Required action
Copy each line from the data that has the word "impl" in it.

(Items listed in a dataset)
= Beginning of Section =
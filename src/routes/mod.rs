// ABOUTME: Route module organization for the recipe agent HTTP endpoints
// ABOUTME: Builds the axum router with shared state, request deadline, tracing and CORS layers
//
// Licensed under either of Apache License, Version 2.0 or MIT License at your option.
// Copyright ©2025 Async-IO.org

//! Route module for the Recipe Adjuster Agent
//!
//! Each domain module contains only route definitions and thin handlers that
//! delegate to the [`TaskDispatcher`].

use std::sync::Arc;
use std::time::Duration;

use axum::body::Body;
use axum::Router;
use recipe_core::constants::defaults;
use tower_http::trace::TraceLayer;

use crate::a2a::AgentCard;
use crate::agent::TaskDispatcher;
use crate::config::ServerConfig;
use crate::middleware::{create_request_span, setup_cors};

/// Agent-to-Agent (A2A) JSON-RPC and discovery routes
pub mod a2a;
/// Health check route
pub mod health;
/// Direct recipe scaling and ingredient parsing routes
pub mod recipes;
/// Event webhook route
pub mod webhook;

pub use a2a::A2ARoutes;
pub use health::HealthRoutes;
pub use recipes::RecipeRoutes;
pub use webhook::WebhookRoutes;

/// State shared by every handler
#[derive(Clone)]
pub struct AppState {
    /// Message dispatcher and its services
    pub dispatcher: Arc<TaskDispatcher>,
    /// Discovery card served at the well-known URI
    pub agent_card: Arc<AgentCard>,
    /// Deadline for dispatching one request; the in-flight work is dropped when it passes
    pub request_timeout: Duration,
}

impl AppState {
    /// Create state from a dispatcher and the server's public base URL
    #[must_use]
    pub fn new(dispatcher: TaskDispatcher, base_url: &str) -> Self {
        Self {
            dispatcher: Arc::new(dispatcher),
            agent_card: Arc::new(AgentCard::new(base_url)),
            request_timeout: Duration::from_secs(defaults::REQUEST_TIMEOUT_SECS),
        }
    }

    /// Replace the request deadline
    #[must_use]
    pub fn with_request_timeout(mut self, request_timeout: Duration) -> Self {
        self.request_timeout = request_timeout;
        self
    }
}

/// Every route without middleware
pub fn router(state: AppState) -> Router {
    Router::new()
        .merge(A2ARoutes::routes(state.clone()))
        .merge(RecipeRoutes::routes(state.clone()))
        .merge(WebhookRoutes::routes(state))
        .merge(HealthRoutes::routes())
}

/// Full application: every route plus tracing and CORS layers
///
/// The configured request timeout is applied by the handlers themselves so
/// an expired request still answers with a JSON body.
pub fn app(state: AppState, config: &ServerConfig) -> Router {
    let state = state.with_request_timeout(Duration::from_secs(config.request_timeout_secs));
    router(state)
        .layer(setup_cors(&config.cors_allowed_origins))
        .layer(TraceLayer::new_for_http().make_span_with(create_request_span::<Body>))
}
// ABOUTME: A2A wire types for messages, parts, artifacts and terminal task results
// ABOUTME: Serializes with the camelCase field names and `kind` tags used by A2A peers
//
// Licensed under either of Apache License, Version 2.0 or MIT License at your option.
// Copyright ©2025 Async-IO.org

//! A2A Protocol Types
//!
//! The data model exchanged over `message/send`: an inbound [`A2AMessage`]
//! made of [`MessagePart`]s, and the [`TaskResult`] returned for it.

use chrono::{DateTime, Utc};
use serde::{Deserialize, Serialize};
use serde_json::{Map, Value};
use uuid::Uuid;

/// Who authored a message
#[derive(Debug, Clone, Copy, Default, PartialEq, Eq, Serialize, Deserialize)]
#[serde(rename_all = "lowercase")]
pub enum Role {
    /// Human or calling agent
    #[default]
    User,
    /// This agent
    Agent,
}

/// Object discriminator for messages
#[derive(Debug, Clone, Copy, Default, PartialEq, Eq, Serialize, Deserialize)]
#[serde(rename_all = "lowercase")]
pub enum MessageKind {
    /// The only message kind
    #[default]
    Message,
}

/// Object discriminator for tasks
#[derive(Debug, Clone, Copy, Default, PartialEq, Eq, Serialize, Deserialize)]
#[serde(rename_all = "lowercase")]
pub enum TaskKind {
    /// The only task kind
    #[default]
    Task,
}

/// A2A message part, tagged by `kind`
#[derive(Debug, Clone, PartialEq, Serialize, Deserialize)]
#[serde(tag = "kind", rename_all = "lowercase")]
pub enum MessagePart {
    /// Free text
    Text {
        /// Text content
        text: String,
    },
    /// Structured JSON object
    Data {
        /// Object content
        data: Map<String, Value>,
    },
    /// File reference or inline bytes; accepted but never interpreted
    File {
        /// Raw file descriptor as sent by the peer
        file: Value,
    },
}

impl MessagePart {
    /// Build a text part
    pub fn text(text: impl Into<String>) -> Self {
        Self::Text { text: text.into() }
    }

    /// Build a data part
    #[must_use]
    pub const fn data(data: Map<String, Value>) -> Self {
        Self::Data { data }
    }

    /// Text content, if this is a text part
    #[must_use]
    pub fn as_text(&self) -> Option<&str> {
        match self {
            Self::Text { text } => Some(text),
            Self::Data { .. } | Self::File { .. } => None,
        }
    }

    /// Object content, if this is a data part
    #[must_use]
    pub const fn as_data(&self) -> Option<&Map<String, Value>> {
        match self {
            Self::Data { data } => Some(data),
            Self::Text { .. } | Self::File { .. } => None,
        }
    }
}

fn new_message_id() -> String {
    Uuid::new_v4().to_string()
}

/// A2A message
#[derive(Debug, Clone, PartialEq, Serialize, Deserialize)]
#[serde(rename_all = "camelCase")]
pub struct A2AMessage {
    /// Always `message`
    #[serde(default)]
    pub kind: MessageKind,
    /// Author of the message
    #[serde(default)]
    pub role: Role,
    /// Ordered payload parts
    #[serde(default)]
    pub parts: Vec<MessagePart>,
    /// Message identifier, generated when the peer omits it
    #[serde(default = "new_message_id")]
    pub message_id: String,
    /// Task correlation identifier
    #[serde(default, skip_serializing_if = "Option::is_none")]
    pub task_id: Option<String>,
    /// Conversation identifier
    #[serde(default, skip_serializing_if = "Option::is_none")]
    pub context_id: Option<String>,
    /// Peer-specific extensions
    #[serde(default, skip_serializing_if = "Option::is_none")]
    pub metadata: Option<Map<String, Value>>,
}

impl A2AMessage {
    /// Create a message with the given role and parts
    #[must_use]
    pub fn new(role: Role, parts: Vec<MessagePart>) -> Self {
        Self {
            kind: MessageKind::Message,
            role,
            parts,
            message_id: new_message_id(),
            task_id: None,
            context_id: None,
            metadata: None,
        }
    }

    /// Single-part user text message
    pub fn user_text(text: impl Into<String>) -> Self {
        Self::new(Role::User, vec![MessagePart::text(text)])
    }

    /// Single-part user data message
    #[must_use]
    pub fn user_data(data: Map<String, Value>) -> Self {
        Self::new(Role::User, vec![MessagePart::data(data)])
    }

    /// Agent text reply bound to a task
    pub fn agent_text(task_id: &str, text: impl Into<String>) -> Self {
        Self::new(Role::Agent, vec![MessagePart::text(text)]).in_task(task_id)
    }

    /// Bind the message to a task (and its identical context)
    #[must_use]
    pub fn in_task(mut self, task_id: &str) -> Self {
        self.task_id = Some(task_id.to_owned());
        self.context_id = Some(task_id.to_owned());
        self
    }

    /// Text of the first text part
    #[must_use]
    pub fn first_text(&self) -> Option<&str> {
        self.parts.iter().find_map(MessagePart::as_text)
    }

    /// Object of the first data part
    #[must_use]
    pub fn first_data(&self) -> Option<&Map<String, Value>> {
        self.parts.iter().find_map(MessagePart::as_data)
    }
}

/// Parameters of a `message/send` call
#[derive(Debug, Clone, Serialize, Deserialize)]
pub struct MessageSendParams {
    /// Message to process
    pub message: A2AMessage,
    /// Client-side delivery preferences, ignored by this agent
    #[serde(default, skip_serializing_if = "Option::is_none")]
    pub configuration: Option<Value>,
    /// Request extensions
    #[serde(default, skip_serializing_if = "Option::is_none")]
    pub metadata: Option<Map<String, Value>>,
}

/// Terminal state of a task
#[derive(Debug, Clone, Copy, PartialEq, Eq, Serialize, Deserialize)]
#[serde(rename_all = "lowercase")]
pub enum TaskState {
    /// Work finished and the status message carries the answer
    Completed,
    /// Work could not be done and the status message explains why
    Failed,
}

/// Status of a task
#[derive(Debug, Clone, PartialEq, Serialize, Deserialize)]
pub struct TaskStatus {
    /// Terminal state
    pub state: TaskState,
    /// Agent message describing the outcome
    pub message: A2AMessage,
    /// When the status was produced
    pub timestamp: DateTime<Utc>,
}

/// Named output attachment
#[derive(Debug, Clone, PartialEq, Serialize, Deserialize)]
#[serde(rename_all = "camelCase")]
pub struct Artifact {
    /// Unique artifact identifier
    pub artifact_id: String,
    /// Artifact name (e.g. `daily_tip`)
    pub name: String,
    /// Artifact content
    pub parts: Vec<MessagePart>,
}

impl Artifact {
    /// Artifact holding a single text part
    pub fn text(name: &str, text: impl Into<String>) -> Self {
        Self {
            artifact_id: Uuid::new_v4().to_string(),
            name: name.to_owned(),
            parts: vec![MessagePart::text(text)],
        }
    }

    /// Artifact holding a single data part
    #[must_use]
    pub fn data(name: &str, data: Map<String, Value>) -> Self {
        Self {
            artifact_id: Uuid::new_v4().to_string(),
            name: name.to_owned(),
            parts: vec![MessagePart::data(data)],
        }
    }
}

/// Final result of one `message/send` call
#[derive(Debug, Clone, PartialEq, Serialize, Deserialize)]
#[serde(rename_all = "camelCase")]
pub struct TaskResult {
    /// Always `task`
    #[serde(default)]
    pub kind: TaskKind,
    /// Task identifier
    pub id: String,
    /// Conversation identifier; equal to `id`
    pub context_id: String,
    /// Terminal status
    pub status: TaskStatus,
    /// Output attachments
    #[serde(default)]
    pub artifacts: Vec<Artifact>,
    /// Messages exchanged for this task, oldest first
    #[serde(default)]
    pub history: Vec<A2AMessage>,
}

impl TaskResult {
    /// Whether the task completed
    #[must_use]
    pub fn is_completed(&self) -> bool {
        self.status.state == TaskState::Completed
    }

    /// Text of the status message
    #[must_use]
    pub fn status_text(&self) -> Option<&str> {
        self.status.message.first_text()
    }

    /// First artifact with the given name
    #[must_use]
    pub fn artifact(&self, name: &str) -> Option<&Artifact> {
        self.artifacts.iter().find(|artifact| artifact.name == name)
    }
}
= End of Section =
Exercise solution
impl AppState {
impl MessagePart {
    pub fn text(text: impl Into<String>) -> Self {
impl A2AMessage {
    pub fn user_text(text: impl Into<String>) -> Self {
    pub fn agent_text(task_id: &str, text: impl Into<String>) -> Self {
impl Artifact {
    pub fn text(name: &str, text: impl Into<String>) -> Self {
impl TaskResult {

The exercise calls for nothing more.